## What you have to do
Return the lines below that carry the word "Create".
+++ Available data +++
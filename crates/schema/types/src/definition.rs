//! Type and enum definitions: the named entities references point at
//!
//! Both kinds expose their name through [`Referenceable`], which is all a
//! [`ReferenceDefinition`](crate::ReferenceDefinition) needs to be built.

use crate::error::ensure_name;
use crate::{FieldDefinition, FieldShape, SchemaError, SchemaResult};
use serde::{Deserialize, Serialize};
use std::fmt;

/// Anything a field can reference by name
pub trait Referenceable {
    fn name(&self) -> &str;
}

// ── Type definition ──────────────────────────────────────────────────

/// A user-defined object type
#[derive(Clone, Debug, PartialEq, Eq, Serialize, Deserialize)]
#[serde(try_from = "RawType")]
pub struct TypeDefinition {
    name: String,
    #[serde(default, skip_serializing_if = "Vec::is_empty")]
    fields: Vec<FieldDefinition>,
}

/// Wire form of a type; replayed through [`TypeDefinition::add_field`]
#[derive(Deserialize)]
struct RawType {
    name: String,
    #[serde(default)]
    fields: Vec<FieldDefinition>,
}

impl TryFrom<RawType> for TypeDefinition {
    type Error = SchemaError;

    fn try_from(raw: RawType) -> Result<Self, Self::Error> {
        let mut definition = Self::new(raw.name)?;
        for field in raw.fields {
            definition.add_field(field.name, field.shape)?;
        }
        Ok(definition)
    }
}

impl TypeDefinition {
    /// Create a type with no fields
    pub fn new(name: impl Into<String>) -> SchemaResult<Self> {
        let name = name.into();
        ensure_name("Type", &name)?;
        Ok(Self {
            name,
            fields: Vec::new(),
        })
    }

    /// Rename the type; existing references keep the old name
    pub fn rename(&mut self, name: impl Into<String>) -> SchemaResult<()> {
        let name = name.into();
        ensure_name("Type", &name)?;
        self.name = name;
        Ok(())
    }

    /// Add a field, rejecting empty and repeated names
    pub fn add_field(
        &mut self,
        name: impl Into<String>,
        shape: impl Into<FieldShape>,
    ) -> SchemaResult<()> {
        let name = name.into();
        ensure_name("Field", &name)?;
        if self.fields.iter().any(|f| f.name == name) {
            return Err(SchemaError::DuplicateField {
                type_name: self.name.clone(),
                field: name,
            });
        }
        self.fields.push(FieldDefinition::new(name, shape));
        Ok(())
    }

    /// Chaining form of [`TypeDefinition::add_field`]
    pub fn with_field(
        mut self,
        name: impl Into<String>,
        shape: impl Into<FieldShape>,
    ) -> SchemaResult<Self> {
        self.add_field(name, shape)?;
        Ok(self)
    }

    /// Get a field by name
    pub fn field(&self, name: &str) -> Option<&FieldDefinition> {
        self.fields.iter().find(|f| f.name == name)
    }

    pub fn fields(&self) -> &[FieldDefinition] {
        &self.fields
    }
}

impl Referenceable for TypeDefinition {
    fn name(&self) -> &str {
        &self.name
    }
}

impl fmt::Display for TypeDefinition {
    fn fmt(&self, f: &mut fmt::Formatter<'_>) -> fmt::Result {
        writeln!(f, "type {} {{", self.name)?;
        for field in &self.fields {
            writeln!(f, "  {}", field)?;
        }
        write!(f, "}}")
    }
}

// ── Enum definition ──────────────────────────────────────────────────

/// A user-defined enum
#[derive(Clone, Debug, PartialEq, Eq, Serialize, Deserialize)]
#[serde(try_from = "RawEnum")]
pub struct EnumDefinition {
    name: String,
    variants: Vec<String>,
}

#[derive(Deserialize)]
struct RawEnum {
    name: String,
    #[serde(default)]
    variants: Vec<String>,
}

impl TryFrom<RawEnum> for EnumDefinition {
    type Error = SchemaError;

    fn try_from(raw: RawEnum) -> Result<Self, Self::Error> {
        Self::new(raw.name, raw.variants)
    }
}

impl EnumDefinition {
    /// Create an enum, rejecting empty names and repeated variants
    pub fn new<I, S>(name: impl Into<String>, variants: I) -> SchemaResult<Self>
    where
        I: IntoIterator<Item = S>,
        S: Into<String>,
    {
        let name = name.into();
        ensure_name("Enum", &name)?;

        let mut collected: Vec<String> = Vec::new();
        for variant in variants {
            let variant = variant.into();
            ensure_name("Variant", &variant)?;
            if collected.contains(&variant) {
                return Err(SchemaError::DuplicateVariant {
                    enum_name: name,
                    variant,
                });
            }
            collected.push(variant);
        }

        Ok(Self {
            name,
            variants: collected,
        })
    }

    /// Rename the enum; existing references keep the old name
    pub fn rename(&mut self, name: impl Into<String>) -> SchemaResult<()> {
        let name = name.into();
        ensure_name("Enum", &name)?;
        self.name = name;
        Ok(())
    }

    /// Variants in declaration order
    pub fn variants(&self) -> &[String] {
        &self.variants
    }
}

impl Referenceable for EnumDefinition {
    fn name(&self) -> &str {
        &self.name
    }
}

impl fmt::Display for EnumDefinition {
    fn fmt(&self, f: &mut fmt::Formatter<'_>) -> fmt::Result {
        writeln!(f, "enum {} {{", self.name)?;
        for variant in &self.variants {
            writeln!(f, "  {}", variant)?;
        }
        write!(f, "}}")
    }
}
//! List fields: a sequence of references or scalars
//!
//! The list and its element carry independent optionality, so all four
//! combinations `[T!]!`, `[T]!`, `[T!]` and `[T]` can be expressed.

use crate::{AuthDefinition, AuthRules, ReferenceDefinition, ScalarDefinition};
use serde::{Deserialize, Serialize};
use std::fmt;

/// The element type wrapped by a list
#[derive(Clone, Debug, PartialEq, Eq, Hash, Serialize, Deserialize)]
pub enum ListElement {
    Reference(ReferenceDefinition),
    Scalar(ScalarDefinition),
}

impl ListElement {
    /// Whether the element itself may be absent
    pub fn is_optional(&self) -> bool {
        match self {
            Self::Reference(reference) => reference.is_optional(),
            Self::Scalar(scalar) => scalar.is_optional(),
        }
    }
}

impl From<ReferenceDefinition> for ListElement {
    fn from(reference: ReferenceDefinition) -> Self {
        Self::Reference(reference)
    }
}

impl From<ScalarDefinition> for ListElement {
    fn from(scalar: ScalarDefinition) -> Self {
        Self::Scalar(scalar)
    }
}

impl fmt::Display for ListElement {
    fn fmt(&self, f: &mut fmt::Formatter<'_>) -> fmt::Result {
        match self {
            Self::Reference(reference) => fmt::Display::fmt(reference, f),
            Self::Scalar(scalar) => fmt::Display::fmt(scalar, f),
        }
    }
}

/// A list-of-elements field
#[derive(Clone, Debug, PartialEq, Eq, Hash, Serialize, Deserialize)]
pub struct ListDefinition {
    element: ListElement,
    is_optional: bool,
}

impl ListDefinition {
    /// Wrap an element; the list itself starts out required
    pub fn new(element: impl Into<ListElement>) -> Self {
        Self {
            element: element.into(),
            is_optional: false,
        }
    }

    /// The wrapped element, with its own optionality
    pub fn element(&self) -> &ListElement {
        &self.element
    }

    /// Whether the list itself may be absent
    pub fn is_optional(&self) -> bool {
        self.is_optional
    }

    /// Allow the list itself to be absent
    pub fn optional(mut self) -> Self {
        self.is_optional = true;
        self
    }

    /// Attach authorization rules to the list
    pub fn auth<F>(self, rules: F) -> AuthDefinition
    where
        F: FnOnce(&mut AuthRules),
    {
        AuthDefinition::new(self, rules)
    }
}

impl fmt::Display for ListDefinition {
    fn fmt(&self, f: &mut fmt::Formatter<'_>) -> fmt::Result {
        let required = if self.is_optional { "" } else { "!" };
        write!(f, "[{}]{}", self.element, required)
    }
}
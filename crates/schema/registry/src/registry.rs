//! Schema registry: stores type and enum definitions by name
//!
//! Types and enums share one namespace. Registration order is kept and
//! drives the order of the rendered document.

use schema_types::{
    EnumDefinition, ReferenceDefinition, Referenceable, SchemaError, SchemaResult, TypeDefinition,
};
use serde::{Deserialize, Serialize};
use std::collections::HashMap;
use std::fmt;

/// A registered definition
#[derive(Clone, Debug, PartialEq, Eq, Serialize, Deserialize)]
pub enum SchemaDefinition {
    Type(TypeDefinition),
    Enum(EnumDefinition),
}

impl SchemaDefinition {
    /// Schema keyword for this definition
    pub fn kind(&self) -> &'static str {
        match self {
            Self::Type(_) => "type",
            Self::Enum(_) => "enum",
        }
    }

    /// The type definition, if this is one
    pub fn as_type(&self) -> Option<&TypeDefinition> {
        match self {
            Self::Type(definition) => Some(definition),
            _ => None,
        }
    }

    /// The enum definition, if this is one
    pub fn as_enum(&self) -> Option<&EnumDefinition> {
        match self {
            Self::Enum(definition) => Some(definition),
            _ => None,
        }
    }
}

impl Referenceable for SchemaDefinition {
    fn name(&self) -> &str {
        match self {
            Self::Type(definition) => definition.name(),
            Self::Enum(definition) => definition.name(),
        }
    }
}

impl fmt::Display for SchemaDefinition {
    fn fmt(&self, f: &mut fmt::Formatter<'_>) -> fmt::Result {
        match self {
            Self::Type(definition) => fmt::Display::fmt(definition, f),
            Self::Enum(definition) => fmt::Display::fmt(definition, f),
        }
    }
}

impl From<TypeDefinition> for SchemaDefinition {
    fn from(definition: TypeDefinition) -> Self {
        Self::Type(definition)
    }
}

impl From<EnumDefinition> for SchemaDefinition {
    fn from(definition: EnumDefinition) -> Self {
        Self::Enum(definition)
    }
}

/// Registry of schema definitions
///
/// Serialized as the list of definitions in registration order; loading
/// replays [`SchemaRegistry::register`] so duplicates are rejected.
#[derive(Clone, Debug, Default, Serialize, Deserialize)]
#[serde(
    into = "Vec<SchemaDefinition>",
    try_from = "Vec<SchemaDefinition>"
)]
pub struct SchemaRegistry {
    /// All registered definitions, keyed by name
    definitions: HashMap<String, SchemaDefinition>,
    /// Names in registration order
    order: Vec<String>,
}

impl SchemaRegistry {
    /// Create a new empty registry
    pub fn new() -> Self {
        Self::default()
    }

    /// Register a type definition
    pub fn register_type(&mut self, definition: TypeDefinition) -> SchemaResult<()> {
        self.register(definition.into())
    }

    /// Register an enum definition
    pub fn register_enum(&mut self, definition: EnumDefinition) -> SchemaResult<()> {
        self.register(definition.into())
    }

    /// Register a definition under its current name
    pub fn register(&mut self, definition: SchemaDefinition) -> SchemaResult<()> {
        let name = definition.name().to_string();
        if self.definitions.contains_key(&name) {
            tracing::warn!(definition = %name, "Duplicate schema definition rejected");
            return Err(SchemaError::DuplicateDefinition(name));
        }

        tracing::info!(definition = %name, kind = definition.kind(), "Schema definition registered");
        self.definitions.insert(name.clone(), definition);
        self.order.push(name);
        Ok(())
    }

    /// Get a definition by name
    pub fn get(&self, name: &str) -> SchemaResult<&SchemaDefinition> {
        self.definitions
            .get(name)
            .ok_or_else(|| SchemaError::DefinitionNotFound(name.to_string()))
    }

    /// Get a type definition by name
    pub fn get_type(&self, name: &str) -> Option<&TypeDefinition> {
        self.definitions.get(name).and_then(SchemaDefinition::as_type)
    }

    /// Get an enum definition by name
    pub fn get_enum(&self, name: &str) -> Option<&EnumDefinition> {
        self.definitions.get(name).and_then(SchemaDefinition::as_enum)
    }

    /// Build a required reference to a registered definition
    pub fn reference(&self, name: &str) -> SchemaResult<ReferenceDefinition> {
        self.get(name).map(ReferenceDefinition::new)
    }

    /// Check if a name is registered
    pub fn contains(&self, name: &str) -> bool {
        self.definitions.contains_key(name)
    }

    /// Total number of registered definitions
    pub fn count(&self) -> usize {
        self.definitions.len()
    }

    /// Definitions in registration order
    pub fn list(&self) -> Vec<&SchemaDefinition> {
        self.order
            .iter()
            .filter_map(|name| self.definitions.get(name))
            .collect()
    }

    /// Remove a definition by name
    pub fn remove(&mut self, name: &str) -> SchemaResult<SchemaDefinition> {
        let definition = self
            .definitions
            .remove(name)
            .ok_or_else(|| SchemaError::DefinitionNotFound(name.to_string()))?;
        self.order.retain(|n| n != name);

        tracing::info!(definition = %name, "Schema definition removed");
        Ok(definition)
    }

    /// Render every definition, separated by blank lines
    pub fn render(&self) -> String {
        tracing::debug!(definitions = self.count(), "Rendering schema");
        self.to_string()
    }
}

impl From<SchemaRegistry> for Vec<SchemaDefinition> {
    fn from(registry: SchemaRegistry) -> Self {
        let SchemaRegistry {
            mut definitions,
            order,
        } = registry;
        order
            .iter()
            .filter_map(|name| definitions.remove(name))
            .collect()
    }
}

impl TryFrom<Vec<SchemaDefinition>> for SchemaRegistry {
    type Error = SchemaError;

    fn try_from(definitions: Vec<SchemaDefinition>) -> Result<Self, Self::Error> {
        let mut registry = Self::new();
        for definition in definitions {
            registry.register(definition)?;
        }
        Ok(registry)
    }
}

impl fmt::Display for SchemaRegistry {
    fn fmt(&self, f: &mut fmt::Formatter<'_>) -> fmt::Result {
        for (i, definition) in self.list().into_iter().enumerate() {
            if i > 0 {
                writeln!(f)?;
            }
            writeln!(f, "{}", definition)?;
        }
        Ok(())
    }
}

#[cfg(test)]
mod tests {
    use super::*;
    use schema_types::ScalarType;

    fn user() -> TypeDefinition {
        TypeDefinition::new("User")
            .unwrap()
            .with_field("name", ScalarType::String)
            .unwrap()
    }

    #[test]
    fn test_register_and_get() {
        let mut registry = SchemaRegistry::new();
        registry.register_type(user()).unwrap();

        assert!(registry.contains("User"));
        assert_eq!(registry.count(), 1);
        assert_eq!(registry.get_type("User").unwrap().fields().len(), 1);
        assert!(registry.get_enum("User").is_none());
    }

    #[test]
    fn test_shared_namespace() {
        let mut registry = SchemaRegistry::new();
        registry.register_type(user()).unwrap();

        let result = registry.register_enum(EnumDefinition::new("User", ["A"]).unwrap());
        assert_eq!(
            result,
            Err(SchemaError::DuplicateDefinition("User".to_string()))
        );
        assert_eq!(registry.count(), 1);
    }

    #[test]
    fn test_reference_from_registry() {
        let mut registry = SchemaRegistry::new();
        registry.register_type(user()).unwrap();

        assert_eq!(registry.reference("User").unwrap().to_string(), "User!");
        assert!(matches!(
            registry.reference("Missing"),
            Err(SchemaError::DefinitionNotFound(_))
        ));
    }

    #[test]
    fn test_remove() {
        let mut registry = SchemaRegistry::new();
        registry.register_type(user()).unwrap();
        registry
            .register_enum(EnumDefinition::new("Role", ["ADMIN"]).unwrap())
            .unwrap();

        let removed = registry.remove("User").unwrap();
        assert_eq!(removed.kind(), "type");
        assert!(!registry.contains("User"));
        assert_eq!(registry.list().len(), 1);
        assert!(matches!(
            registry.remove("User"),
            Err(SchemaError::DefinitionNotFound(_))
        ));
    }

    #[test]
    fn test_render_empty() {
        assert_eq!(SchemaRegistry::new().render(), "");
    }

    #[test]
    fn test_render_keeps_registration_order() {
        let mut registry = SchemaRegistry::new();
        registry.register_type(user()).unwrap();
        registry
            .register_enum(EnumDefinition::new("Role", ["ADMIN"]).unwrap())
            .unwrap();

        assert_eq!(
            registry.render(),
            "type User {\n  name: String!\n}\n\nenum Role {\n  ADMIN\n}\n"
        );
    }

    #[test]
    fn test_serialization() {
        let mut registry = SchemaRegistry::new();
        registry.register_type(user()).unwrap();

        let json = serde_json::to_string(&registry).unwrap();
        let back: SchemaRegistry = serde_json::from_str(&json).unwrap();
        assert_eq!(back.render(), registry.render());
    }

    #[test]
    fn test_serialized_in_registration_order() {
        let mut registry = SchemaRegistry::new();
        registry
            .register_enum(EnumDefinition::new("Role", ["ADMIN"]).unwrap())
            .unwrap();
        registry.register_type(user()).unwrap();

        let json = serde_json::to_value(&registry).unwrap();
        assert_eq!(json[0]["Enum"]["name"], "Role");
        assert_eq!(json[1]["Type"]["name"], "User");
    }

    #[test]
    fn test_deserialize_rejects_repeated_definitions() {
        let payload = r#"[{"Type":{"name":"B"}},{"Type":{"name":"B"}}]"#;
        let err = serde_json::from_str::<SchemaRegistry>(payload).unwrap_err();
        assert!(err.to_string().contains("Definition already registered: 'B'"));
    }

    #[test]
    fn test_deserialize_indexes_by_definition_name() {
        let payload = r#"[{"Type":{"name":"B"}}]"#;
        let registry: SchemaRegistry = serde_json::from_str(payload).unwrap();

        assert!(registry.contains("B"));
        assert_eq!(registry.count(), 1);
        assert_eq!(registry.render().matches("type B").count(), 1);
    }

    #[test]
    fn test_deserialize_rejects_invalid_definitions() {
        let payload = r#"[{"Enum":{"name":"Role","variants":[""]}}]"#;
        assert!(serde_json::from_str::<SchemaRegistry>(payload).is_err());
    }
}
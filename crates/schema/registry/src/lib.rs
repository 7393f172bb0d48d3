//! Schema registry
//!
//! Collects the type and enum definitions of a schema and renders them as
//! one document:
//!
//! ```rust
//! use schema_registry::SchemaRegistry;
//! use schema_types::{EnumDefinition, ScalarType, TypeDefinition};
//!
//! let mut registry = SchemaRegistry::new();
//! registry
//!     .register_enum(EnumDefinition::new("Role", ["ADMIN", "USER"]).unwrap())
//!     .unwrap();
//!
//! let role = registry.reference("Role").unwrap();
//! let user = TypeDefinition::new("User")
//!     .unwrap()
//!     .with_field("role", role.optional())
//!     .unwrap()
//!     .with_field("email", ScalarType::Email)
//!     .unwrap();
//! registry.register_type(user).unwrap();
//!
//! assert_eq!(
//!     registry.render(),
//!     "enum Role {\n  ADMIN\n  USER\n}\n\ntype User {\n  role: Role\n  email: Email!\n}\n"
//! );
//! ```
//!
//! The registry does not check that referenced names are registered.

#![deny(unsafe_code)]

pub mod registry;

pub use registry::{SchemaDefinition, SchemaRegistry};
+++
## Reply to the exercise
    /// Create a type with no fields
    /// Create an enum, rejecting empty names and repeated variants
    /// Create a new empty registry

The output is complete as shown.